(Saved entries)
- - - -
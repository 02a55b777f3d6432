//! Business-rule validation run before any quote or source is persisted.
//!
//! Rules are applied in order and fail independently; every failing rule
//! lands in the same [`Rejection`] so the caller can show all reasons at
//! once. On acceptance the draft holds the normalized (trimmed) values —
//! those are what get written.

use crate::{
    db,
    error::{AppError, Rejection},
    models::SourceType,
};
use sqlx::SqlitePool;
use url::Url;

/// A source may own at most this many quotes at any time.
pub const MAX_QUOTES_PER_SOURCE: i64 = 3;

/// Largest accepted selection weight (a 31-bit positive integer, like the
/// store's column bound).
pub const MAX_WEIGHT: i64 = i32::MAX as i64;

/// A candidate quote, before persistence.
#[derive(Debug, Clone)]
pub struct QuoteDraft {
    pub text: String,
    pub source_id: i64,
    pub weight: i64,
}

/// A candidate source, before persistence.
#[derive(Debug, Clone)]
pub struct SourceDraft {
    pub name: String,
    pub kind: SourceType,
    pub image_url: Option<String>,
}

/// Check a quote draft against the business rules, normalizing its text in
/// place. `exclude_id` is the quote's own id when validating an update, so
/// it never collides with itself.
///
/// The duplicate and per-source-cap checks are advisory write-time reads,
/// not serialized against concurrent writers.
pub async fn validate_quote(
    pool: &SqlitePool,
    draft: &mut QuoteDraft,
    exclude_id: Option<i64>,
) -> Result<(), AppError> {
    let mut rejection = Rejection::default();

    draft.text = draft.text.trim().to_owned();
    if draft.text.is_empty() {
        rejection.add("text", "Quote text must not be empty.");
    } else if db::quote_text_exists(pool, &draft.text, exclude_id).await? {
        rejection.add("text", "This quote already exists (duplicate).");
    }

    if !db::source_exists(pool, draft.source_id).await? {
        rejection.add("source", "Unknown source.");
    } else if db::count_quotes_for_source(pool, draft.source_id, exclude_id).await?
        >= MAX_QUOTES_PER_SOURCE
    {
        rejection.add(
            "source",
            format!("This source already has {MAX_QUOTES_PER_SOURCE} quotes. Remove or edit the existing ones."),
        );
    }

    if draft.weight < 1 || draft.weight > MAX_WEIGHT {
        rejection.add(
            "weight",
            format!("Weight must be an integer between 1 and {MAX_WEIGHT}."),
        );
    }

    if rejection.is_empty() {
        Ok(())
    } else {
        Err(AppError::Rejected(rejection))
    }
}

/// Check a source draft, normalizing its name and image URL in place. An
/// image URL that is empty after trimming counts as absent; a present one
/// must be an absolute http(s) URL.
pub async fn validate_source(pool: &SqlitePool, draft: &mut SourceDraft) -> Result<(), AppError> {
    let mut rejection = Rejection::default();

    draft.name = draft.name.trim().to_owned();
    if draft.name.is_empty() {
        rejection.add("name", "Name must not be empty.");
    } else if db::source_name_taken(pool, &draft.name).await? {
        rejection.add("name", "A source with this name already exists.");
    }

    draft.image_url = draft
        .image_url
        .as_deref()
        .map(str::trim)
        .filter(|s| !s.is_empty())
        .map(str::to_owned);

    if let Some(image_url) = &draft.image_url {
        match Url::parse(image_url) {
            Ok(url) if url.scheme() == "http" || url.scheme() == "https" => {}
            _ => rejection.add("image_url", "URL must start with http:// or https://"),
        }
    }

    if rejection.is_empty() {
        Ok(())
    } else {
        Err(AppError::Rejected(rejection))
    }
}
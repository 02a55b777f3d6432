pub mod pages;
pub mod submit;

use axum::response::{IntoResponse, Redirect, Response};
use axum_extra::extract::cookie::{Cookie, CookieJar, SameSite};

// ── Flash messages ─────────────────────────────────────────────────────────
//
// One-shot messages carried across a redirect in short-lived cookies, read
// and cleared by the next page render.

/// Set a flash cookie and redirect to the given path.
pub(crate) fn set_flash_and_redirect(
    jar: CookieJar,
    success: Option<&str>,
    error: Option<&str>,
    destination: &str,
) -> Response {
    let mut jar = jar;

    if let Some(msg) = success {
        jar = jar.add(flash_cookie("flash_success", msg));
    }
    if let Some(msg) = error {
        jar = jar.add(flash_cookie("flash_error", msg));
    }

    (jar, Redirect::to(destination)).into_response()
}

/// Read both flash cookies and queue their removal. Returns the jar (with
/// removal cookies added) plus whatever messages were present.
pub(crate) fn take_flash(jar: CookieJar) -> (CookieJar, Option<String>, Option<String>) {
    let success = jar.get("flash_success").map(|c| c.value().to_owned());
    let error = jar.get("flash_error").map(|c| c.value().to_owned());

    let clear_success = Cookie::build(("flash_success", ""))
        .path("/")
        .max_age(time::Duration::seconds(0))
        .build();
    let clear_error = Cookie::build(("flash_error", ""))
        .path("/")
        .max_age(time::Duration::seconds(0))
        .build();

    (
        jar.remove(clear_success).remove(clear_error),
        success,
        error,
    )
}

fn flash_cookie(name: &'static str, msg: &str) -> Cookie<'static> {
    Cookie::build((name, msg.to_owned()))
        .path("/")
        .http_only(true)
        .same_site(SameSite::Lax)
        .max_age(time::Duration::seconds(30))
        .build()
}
- - - -
**What the task asks**
Set the entries above down once more, exactly as they stand.

**Result of this task**
repository 02a55b777f3d6432
//! Business-rule validation run before any quote or source is persisted.
//!
//! Rules are applied in order and fail independently; every failing rule
//! lands in the same [`Rejection`] so the caller can show all reasons at
//! once. On acceptance the draft holds the normalized (trimmed) values —
//! those are what get written.

use crate::{
    db,
    error::{AppError, Rejection},
    models::SourceType,
};
use sqlx::SqlitePool;
use url::Url;

/// A source may own at most this many quotes at any time.
pub const MAX_QUOTES_PER_SOURCE: i64 = 3;

/// Largest accepted selection weight (a 31-bit positive integer, like the
/// store's column bound).
pub const MAX_WEIGHT: i64 = i32::MAX as i64;

/// A candidate quote, before persistence.
#[derive(Debug, Clone)]
pub struct QuoteDraft {
    pub text: String,
    pub source_id: i64,
    pub weight: i64,
}

/// A candidate source, before persistence.
#[derive(Debug, Clone)]
pub struct SourceDraft {
    pub name: String,
    pub kind: SourceType,
    pub image_url: Option<String>,
}

/// Check a quote draft against the business rules, normalizing its text in
/// place. `exclude_id` is the quote's own id when validating an update, so
/// it never collides with itself.
///
/// The duplicate and per-source-cap checks are advisory write-time reads,
/// not serialized against concurrent writers.
pub async fn validate_quote(
    pool: &SqlitePool,
    draft: &mut QuoteDraft,
    exclude_id: Option<i64>,
) -> Result<(), AppError> {
    let mut rejection = Rejection::default();

    draft.text = draft.text.trim().to_owned();
    if draft.text.is_empty() {
        rejection.add("text", "Quote text must not be empty.");
    } else if db::quote_text_exists(pool, &draft.text, exclude_id).await? {
        rejection.add("text", "This quote already exists (duplicate).");
    }

    if !db::source_exists(pool, draft.source_id).await? {
        rejection.add("source", "Unknown source.");
    } else if db::count_quotes_for_source(pool, draft.source_id, exclude_id).await?
        >= MAX_QUOTES_PER_SOURCE
    {
        rejection.add(
            "source",
            format!("This source already has {MAX_QUOTES_PER_SOURCE} quotes. Remove or edit the existing ones."),
        );
    }

    if draft.weight < 1 || draft.weight > MAX_WEIGHT {
        rejection.add(
            "weight",
            format!("Weight must be an integer between 1 and {MAX_WEIGHT}."),
        );
    }

    if rejection.is_empty() {
        Ok(())
    } else {
        Err(AppError::Rejected(rejection))
    }
}

/// Check a source draft, normalizing its name and image URL in place. An
/// image URL that is empty after trimming counts as absent; a present one
/// must be an absolute http(s) URL.
pub async fn validate_source(pool: &SqlitePool, draft: &mut SourceDraft) -> Result<(), AppError> {
    let mut rejection = Rejection::default();

    draft.name = draft.name.trim().to_owned();
    if draft.name.is_empty() {
        rejection.add("name", "Name must not be empty.");
    } else if db::source_name_taken(pool, &draft.name).await? {
        rejection.add("name", "A source with this name already exists.");
    }

    draft.image_url = draft
        .image_url
        .as_deref()
        .map(str::trim)
        .filter(|s| !s.is_empty())
        .map(str::to_owned);

    if let Some(image_url) = &draft.image_url {
        match Url::parse(image_url) {
            Ok(url) if url.scheme() == "http" || url.scheme() == "https" => {}
            _ => rejection.add("image_url", "URL must start with http:// or https://"),
        }
    }

    if rejection.is_empty() {
        Ok(())
    } else {
        Err(AppError::Rejected(rejection))
    }
}
repository 02a55b777f3d6432
pub mod pages;
pub mod submit;

use axum::response::{IntoResponse, Redirect, Response};
use axum_extra::extract::cookie::{Cookie, CookieJar, SameSite};

// ── Flash messages ─────────────────────────────────────────────────────────
//
// One-shot messages carried across a redirect in short-lived cookies, read
// and cleared by the next page render.

/// Set a flash cookie and redirect to the given path.
pub(crate) fn set_flash_and_redirect(
    jar: CookieJar,
    success: Option<&str>,
    error: Option<&str>,
    destination: &str,
) -> Response {
    let mut jar = jar;

    if let Some(msg) = success {
        jar = jar.add(flash_cookie("flash_success", msg));
    }
    if let Some(msg) = error {
        jar = jar.add(flash_cookie("flash_error", msg));
    }

    (jar, Redirect::to(destination)).into_response()
}

/// Read both flash cookies and queue their removal. Returns the jar (with
/// removal cookies added) plus whatever messages were present.
pub(crate) fn take_flash(jar: CookieJar) -> (CookieJar, Option<String>, Option<String>) {
    let success = jar.get("flash_success").map(|c| c.value().to_owned());
    let error = jar.get("flash_error").map(|c| c.value().to_owned());

    let clear_success = Cookie::build(("flash_success", ""))
        .path("/")
        .max_age(time::Duration::seconds(0))
        .build();
    let clear_error = Cookie::build(("flash_error", ""))
        .path("/")
        .max_age(time::Duration::seconds(0))
        .build();

    (
        jar.remove(clear_success).remove(clear_error),
        success,
        error,
    )
}

fn flash_cookie(name: &'static str, msg: &str) -> Cookie<'static> {
    Cookie::build((name, msg.to_owned()))
        .path("/")
        .http_only(true)
        .same_site(SameSite::Lax)
        .max_age(time::Duration::seconds(30))
        .build()
}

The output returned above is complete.